## THE TASK:
When you reach the line containing "let mut field = FormField::Title;" in the entries below, begin reproducing lines exactly, and stop once the line containing "assert_eq!(FormField::Title.previous(), FormField::AlbumId);" is done.

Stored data
------------------------------------------------------------
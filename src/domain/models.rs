use serde::{Deserialize, Serialize};
use serde_json::{Map, Value};

use super::errors::{DomainError, DomainResult};

/// One album entry in the collection.
///
/// Serialized with the `albumId` key so stored lists stay readable by
/// anything that already wrote them in that shape. Keys this app does not
/// know about are kept in `extra` and written back unchanged.
#[derive(Debug, Clone, PartialEq, Eq, Serialize, Deserialize)]
pub struct Album {
    pub title: String,
    pub artist: String,
    pub genre: String,
    #[serde(rename = "albumId")]
    pub album_id: String,
    #[serde(flatten)]
    pub extra: Map<String, Value>,
}

impl Album {
    /// Builds an album from raw form input.
    ///
    /// Every field is trimmed; a field that is empty afterwards is reported
    /// in the returned `DomainError::Validation`.
    ///
    /// # Examples
    ///
    /// ```
    /// use albumlist::domain::Album;
    ///
    /// let album = Album::new(" OK Computer ", "Radiohead", "Rock", "1").unwrap();
    /// assert_eq!(album.title, "OK Computer");
    /// assert!(Album::new("", "Radiohead", "Rock", "1").is_err());
    /// ```
    pub fn new(title: &str, artist: &str, genre: &str, album_id: &str) -> DomainResult<Self> {
        let fields = [
            ("title", title.trim()),
            ("artist", artist.trim()),
            ("genre", genre.trim()),
            ("album ID", album_id.trim()),
        ];

        let missing: Vec<&'static str> = fields
            .iter()
            .filter(|(_, value)| value.is_empty())
            .map(|(name, _)| *name)
            .collect();
        if !missing.is_empty() {
            return Err(DomainError::Validation { missing });
        }

        Ok(Self {
            title: fields[0].1.to_string(),
            artist: fields[1].1.to_string(),
            genre: fields[2].1.to_string(),
            album_id: fields[3].1.to_string(),
            extra: Map::new(),
        })
    }
}

/// Input fields of the album form, in focus order.
#[derive(Debug, Clone, Copy, PartialEq, Eq)]
pub enum FormField {
    Title,
    Artist,
    Genre,
    AlbumId,
}

impl FormField {
    pub const ALL: [FormField; 4] = [
        FormField::Title,
        FormField::Artist,
        FormField::Genre,
        FormField::AlbumId,
    ];

    pub fn label(self) -> &'static str {
        match self {
            FormField::Title => "Title",
            FormField::Artist => "Artist",
            FormField::Genre => "Genre",
            FormField::AlbumId => "Album ID",
        }
    }

    pub fn next(self) -> Self {
        match self {
            FormField::Title => FormField::Artist,
            FormField::Artist => FormField::Genre,
            FormField::Genre => FormField::AlbumId,
            FormField::AlbumId => FormField::Title,
        }
    }

    pub fn previous(self) -> Self {
        match self {
            FormField::Title => FormField::AlbumId,
            FormField::Artist => FormField::Title,
            FormField::Genre => FormField::Artist,
            FormField::AlbumId => FormField::Genre,
        }
    }
}

/// Text typed into the album form, before validation.
#[derive(Debug, Clone, Default, PartialEq, Eq)]
pub struct AlbumForm {
    pub title: String,
    pub artist: String,
    pub genre: String,
    pub album_id: String,
}

impl AlbumForm {
    pub fn field(&self, field: FormField) -> &str {
        match field {
            FormField::Title => &self.title,
            FormField::Artist => &self.artist,
            FormField::Genre => &self.genre,
            FormField::AlbumId => &self.album_id,
        }
    }

    pub fn field_mut(&mut self, field: FormField) -> &mut String {
        match field {
            FormField::Title => &mut self.title,
            FormField::Artist => &mut self.artist,
            FormField::Genre => &mut self.genre,
            FormField::AlbumId => &mut self.album_id,
        }
    }

    pub fn clear(&mut self) {
        *self = Self::default();
    }

    pub fn to_album(&self) -> DomainResult<Album> {
        Album::new(&self.title, &self.artist, &self.genre, &self.album_id)
    }
}

#[cfg(test)]
mod tests {
    use super::*;

    #[test]
    fn test_album_new_trims_fields() {
        let album = Album::new("  Kid A", "Radiohead  ", " Electronic ", " 2 ").unwrap();
        assert_eq!(album.title, "Kid A");
        assert_eq!(album.artist, "Radiohead");
        assert_eq!(album.genre, "Electronic");
        assert_eq!(album.album_id, "2");
    }

    #[test]
    fn test_album_new_reports_every_empty_field() {
        let err = Album::new("", "Radiohead", "   ", "").unwrap_err();
        match err {
            DomainError::Validation { missing } => {
                assert_eq!(missing, vec!["title", "genre", "album ID"]);
            }
            other => panic!("unexpected error: {other:?}"),
        }
    }

    #[test]
    fn test_album_serializes_album_id_key() {
        let album = Album::new("OK Computer", "Radiohead", "Rock", "1").unwrap();
        let json = serde_json::to_string(&album).unwrap();
        assert_eq!(
            json,
            r#"{"title":"OK Computer","artist":"Radiohead","genre":"Rock","albumId":"1"}"#
        );
    }

    #[test]
    fn test_album_keeps_unknown_keys() {
        let raw = r#"{"title":"A","artist":"B","genre":"C","albumId":"1","year":"1997"}"#;
        let album: Album = serde_json::from_str(raw).unwrap();
        assert_eq!(album.album_id, "1");
        assert_eq!(album.extra.get("year"), Some(&Value::from("1997")));
        assert!(!album.extra.contains_key("albumId"));

        let json = serde_json::to_string(&album).unwrap();
        assert_eq!(json, raw);
    }

    #[test]
    fn test_form_field_cycle() {
        let mut field = FormField::Title;
        for _ in 0..FormField::ALL.len() {
            field = field.next();
        }
        assert_eq!(field, FormField::Title);
        assert_eq!(FormField::Title.previous(), FormField::AlbumId);
        assert_eq!(FormField::AlbumId.next(), FormField::Title);
    }

    #[test]
    fn test_form_field_access_and_clear() {
        let mut form = AlbumForm::default();
        form.field_mut(FormField::Artist).push_str("Björk");
        assert_eq!(form.field(FormField::Artist), "Björk");
        assert_eq!(form.field(FormField::Title), "");

        form.clear();
        assert_eq!(form, AlbumForm::default());
    }
}
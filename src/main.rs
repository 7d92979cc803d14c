//! albumlist - Terminal Album List
//!
//! A terminal-based album list manager. Albums are entered through a form,
//! checked for duplicate IDs, persisted as JSON and listed in a table.

use std::io;
use std::time::{Duration, Instant};
use crossterm::{
    event::{self, Event, KeyCode, KeyEventKind},
    execute,
    terminal::{disable_raw_mode, enable_raw_mode, EnterAlternateScreen, LeaveAlternateScreen},
};
use log::{error, info};
use ratatui::{
    backend::{Backend, CrosstermBackend},
    Terminal,
};

use albumlist::application::{App, AppMode};
use albumlist::domain::{CollectionStore, KeyValueStorage};
use albumlist::infrastructure::{command, init_logging, FileStorage, Settings};
use albumlist::presentation::{render_ui, InputHandler};

/// How often the loop wakes without input so expired alerts disappear.
const TICK_RATE: Duration = Duration::from_millis(250);

/// Entry point for the albumlist terminal application.
///
/// Resolves settings, starts file logging, opens the album store and runs
/// the main event loop until the user quits.
///
/// # Errors
///
/// Returns an error if configuration or logging setup fails, or if there
/// are issues with the terminal interface during runtime.
fn main() -> Result<(), Box<dyn std::error::Error>> {
    let matches = command().get_matches();
    let settings = Settings::from_matches(&matches)?;
    let _logger = init_logging(settings.log_level, &settings.log_dir)?;

    let storage = FileStorage::new(&settings.data_dir);
    info!("album slot at {}", storage.slot_path(albumlist::domain::ALBUMS_KEY).display());
    let mut app = App::new(CollectionStore::new(storage));

    enable_raw_mode()?;
    let mut stdout = io::stdout();
    execute!(stdout, EnterAlternateScreen)?;
    let backend = CrosstermBackend::new(stdout);
    let mut terminal = Terminal::new(backend)?;

    let res = run_app(&mut terminal, &mut app);

    disable_raw_mode()?;
    execute!(terminal.backend_mut(), LeaveAlternateScreen)?;
    terminal.show_cursor()?;

    if let Err(err) = res {
        error!("event loop failed: {}", err);
        println!("{err:?}");
    }
    info!("albumlist exiting");

    Ok(())
}

/// Main application event loop.
///
/// Redraws, waits up to `TICK_RATE` for a key, and expires alerts.
/// Continues running until the user presses 'q' in normal mode.
fn run_app<B: Backend, S: KeyValueStorage>(
    terminal: &mut Terminal<B>,
    app: &mut App<S>,
) -> io::Result<()> {
    loop {
        terminal.draw(|f| render_ui(f, app))?;

        if event::poll(TICK_RATE)? {
            if let Event::Key(key) = event::read()? {
                if key.kind == KeyEventKind::Press {
                    match key.code {
                        KeyCode::Char('q') if app.mode == AppMode::Normal => return Ok(()),
                        _ => InputHandler::handle_key_event(app, key.code, key.modifiers),
                    }
                }
            }
        }

        app.tick(Instant::now());
    }
}
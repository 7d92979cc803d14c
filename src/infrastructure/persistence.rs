use crate::domain::{KeyValueStorage, StorageError};
use std::collections::HashMap;
use std::fs;
use std::io::ErrorKind;
use std::path::{Path, PathBuf};

/// Stores each slot as `<dir>/<key>.json`.
#[derive(Debug, Clone)]
pub struct FileStorage {
    dir: PathBuf,
}

impl FileStorage {
    pub fn new(dir: impl Into<PathBuf>) -> Self {
        Self { dir: dir.into() }
    }

    pub fn dir(&self) -> &Path {
        &self.dir
    }

    pub fn slot_path(&self, key: &str) -> PathBuf {
        self.dir.join(format!("{}.json", key))
    }
}

fn io_error(key: &str, source: std::io::Error) -> StorageError {
    StorageError::Io {
        key: key.to_string(),
        source,
    }
}

impl KeyValueStorage for FileStorage {
    fn get(&self, key: &str) -> Result<Option<String>, StorageError> {
        match fs::read_to_string(self.slot_path(key)) {
            Ok(content) => Ok(Some(content)),
            Err(e) if e.kind() == ErrorKind::NotFound => Ok(None),
            Err(e) => Err(io_error(key, e)),
        }
    }

    fn set(&mut self, key: &str, value: &str) -> Result<(), StorageError> {
        fs::create_dir_all(&self.dir).map_err(|e| io_error(key, e))?;

        // Write next to the target and rename so readers never see a partial slot.
        let target = self.slot_path(key);
        let tmp = self.dir.join(format!(".{}.json.tmp", key));
        fs::write(&tmp, value).map_err(|e| io_error(key, e))?;
        fs::rename(&tmp, &target).map_err(|e| io_error(key, e))
    }
}

/// In-process storage, lost when dropped.
#[derive(Debug, Clone, Default)]
pub struct MemoryStorage {
    slots: HashMap<String, String>,
}

impl KeyValueStorage for MemoryStorage {
    fn get(&self, key: &str) -> Result<Option<String>, StorageError> {
        Ok(self.slots.get(key).cloned())
    }

    fn set(&mut self, key: &str, value: &str) -> Result<(), StorageError> {
        self.slots.insert(key.to_string(), value.to_string());
        Ok(())
    }
}
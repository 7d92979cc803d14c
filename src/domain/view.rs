use super::models::Album;

pub const COLUMN_HEADERS: [&str; 5] = ["#", "Title", "Artist", "Genre", "Album ID"];

/// Display form of one album in the table.
#[derive(Debug, Clone, PartialEq, Eq)]
pub struct AlbumRow {
    /// 1-based position in the collection.
    pub position: usize,
    pub title: String,
    pub artist: String,
    pub genre: String,
    /// Identifier handed to the store when this row is deleted.
    pub album_id: String,
}

impl AlbumRow {
    pub fn cells(&self) -> [String; 5] {
        [
            self.position.to_string(),
            self.title.clone(),
            self.artist.clone(),
            self.genre.clone(),
            self.album_id.clone(),
        ]
    }
}

/// Maps the collection to table rows, preserving order.
pub fn album_rows(albums: &[Album]) -> Vec<AlbumRow> {
    albums
        .iter()
        .enumerate()
        .map(|(index, album)| AlbumRow {
            position: index + 1,
            title: album.title.clone(),
            artist: album.artist.clone(),
            genre: album.genre.clone(),
            album_id: album.album_id.clone(),
        })
        .collect()
}
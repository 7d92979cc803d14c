//! Application layer managing state and user workflows.
//!
//! This module coordinates between the domain layer and presentation layer:
//! it owns the collection store, the form and alert state, and turns user
//! actions into store calls.

pub mod state;

pub use state::*;
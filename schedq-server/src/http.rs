//! Scheduler HTTP service
//!
//! A thin JSON translation layer over the scheduler API. Every handled
//! response is HTTP 200 with the `{"data": ..., "error": ""}` envelope;
//! only body-parse failures answer 400.

use crate::error::Result;
use axum::extract::rejection::JsonRejection;
use axum::extract::{Path, State};
use axum::http::StatusCode;
use axum::response::{IntoResponse, Response};
use axum::routing::{get, post};
use axum::{Json, Router};
use schedq::job::Job;
use schedq::scheduler::Scheduler;
use serde::Serialize;
use serde_json::{json, Value};
use std::sync::Arc;
use tokio::task::JoinHandle;
use tower_http::cors::CorsLayer;
use tower_http::trace::TraceLayer;
use tracing::{error, info};

/// Default bind address of the scheduler HTTP service.
pub const DEFAULT_SCHEDULER_HTTP_ADDRESS: &str = "127.0.0.1:36370";

#[derive(Clone)]
struct AppState {
  scheduler: Arc<Scheduler>,
}

fn envelope<T: Serialize>(data: Option<T>, error: &str) -> Json<Value> {
  Json(json!({ "data": data, "error": error }))
}

fn handle_job(result: schedq::error::Result<Job>) -> Json<Value> {
  match result {
    Ok(j) => envelope(Some(j), ""),
    Err(e) => envelope(None::<Job>, &e.to_string()),
  }
}

fn handle_unit(result: schedq::error::Result<()>) -> Json<Value> {
  match result {
    Ok(()) => envelope(None::<Value>, ""),
    Err(e) => envelope(None::<Value>, &e.to_string()),
  }
}

fn bad_request(rejection: JsonRejection) -> Response {
  (
    StatusCode::BAD_REQUEST,
    envelope(None::<Value>, &rejection.to_string()),
  )
    .into_response()
}

async fn add_job(
  State(state): State<AppState>,
  payload: std::result::Result<Json<Job>, JsonRejection>,
) -> Response {
  match payload {
    Ok(Json(j)) => handle_job(state.scheduler.add_job(j).await).into_response(),
    Err(rejection) => bad_request(rejection),
  }
}

async fn get_job(State(state): State<AppState>, Path(id): Path<String>) -> Json<Value> {
  handle_job(state.scheduler.get_job(&id).await)
}

async fn get_all_jobs(State(state): State<AppState>) -> Json<Value> {
  match state.scheduler.get_all_jobs().await {
    Ok(js) => envelope(Some(js), ""),
    Err(e) => envelope(None::<Vec<Job>>, &e.to_string()),
  }
}

async fn update_job(
  State(state): State<AppState>,
  payload: std::result::Result<Json<Job>, JsonRejection>,
) -> Response {
  match payload {
    Ok(Json(j)) => handle_job(state.scheduler.update_job(j).await).into_response(),
    Err(rejection) => bad_request(rejection),
  }
}

async fn delete_job(State(state): State<AppState>, Path(id): Path<String>) -> Json<Value> {
  handle_unit(state.scheduler.delete_job(&id).await)
}

async fn delete_all_jobs(State(state): State<AppState>) -> Json<Value> {
  handle_unit(state.scheduler.delete_all_jobs().await)
}

async fn pause_job(State(state): State<AppState>, Path(id): Path<String>) -> Json<Value> {
  handle_job(state.scheduler.pause_job(&id).await)
}

async fn resume_job(State(state): State<AppState>, Path(id): Path<String>) -> Json<Value> {
  handle_job(state.scheduler.resume_job(&id).await)
}

async fn run_job(
  State(state): State<AppState>,
  payload: std::result::Result<Json<Job>, JsonRejection>,
) -> Response {
  match payload {
    Ok(Json(j)) => handle_unit(state.scheduler.run_job(j)).into_response(),
    Err(rejection) => bad_request(rejection),
  }
}

async fn start(State(state): State<AppState>) -> Json<Value> {
  state.scheduler.start();
  envelope(None::<Value>, "")
}

async fn stop(State(state): State<AppState>) -> Json<Value> {
  state.scheduler.stop();
  envelope(None::<Value>, "")
}

/// Scheduler HTTP service.
pub struct SchedulerHttpService {
  scheduler: Arc<Scheduler>,
  address: String,
}

impl SchedulerHttpService {
  /// Create the service bound to the default address.
  pub fn new(scheduler: Arc<Scheduler>) -> Self {
    Self {
      scheduler,
      address: DEFAULT_SCHEDULER_HTTP_ADDRESS.to_string(),
    }
  }

  /// Override the bind address.
  pub fn with_address(mut self, address: impl Into<String>) -> Self {
    self.address = address.into();
    self
  }

  /// Build the router; exposed for in-process testing.
  pub fn router(&self) -> Router {
    let state = AppState {
      scheduler: Arc::clone(&self.scheduler),
    };
    Router::new()
      .route("/scheduler/job", post(add_job).put(update_job))
      .route("/scheduler/job/:id", get(get_job).delete(delete_job))
      .route("/scheduler/jobs", get(get_all_jobs).delete(delete_all_jobs))
      .route("/scheduler/job/:id/pause", post(pause_job))
      .route("/scheduler/job/:id/resume", post(resume_job))
      .route("/scheduler/job/run", post(run_job))
      .route("/scheduler/start", post(start))
      .route("/scheduler/stop", post(stop))
      .layer(CorsLayer::permissive())
      .layer(TraceLayer::new_for_http())
      .with_state(state)
  }

  /// Bind the listener and serve in a background task.
  pub async fn start(&self) -> Result<JoinHandle<()>> {
    let listener = tokio::net::TcpListener::bind(&self.address).await?;
    info!("Scheduler HTTP Service listening at: {}", self.address);

    let router = self.router();
    Ok(tokio::spawn(async move {
      if let Err(e) = axum::serve(listener, router).await {
        error!("Scheduler HTTP Service Unavailable: {}", e);
      }
    }))
  }
}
------------------------------------------------------------
## FINAL ANSWER:
        let mut field = FormField::Title;
        for _ in 0..FormField::ALL.len() {
            field = field.next();
        }
        assert_eq!(field, FormField::Title);
        assert_eq!(FormField::Title.previous(), FormField::AlbumId);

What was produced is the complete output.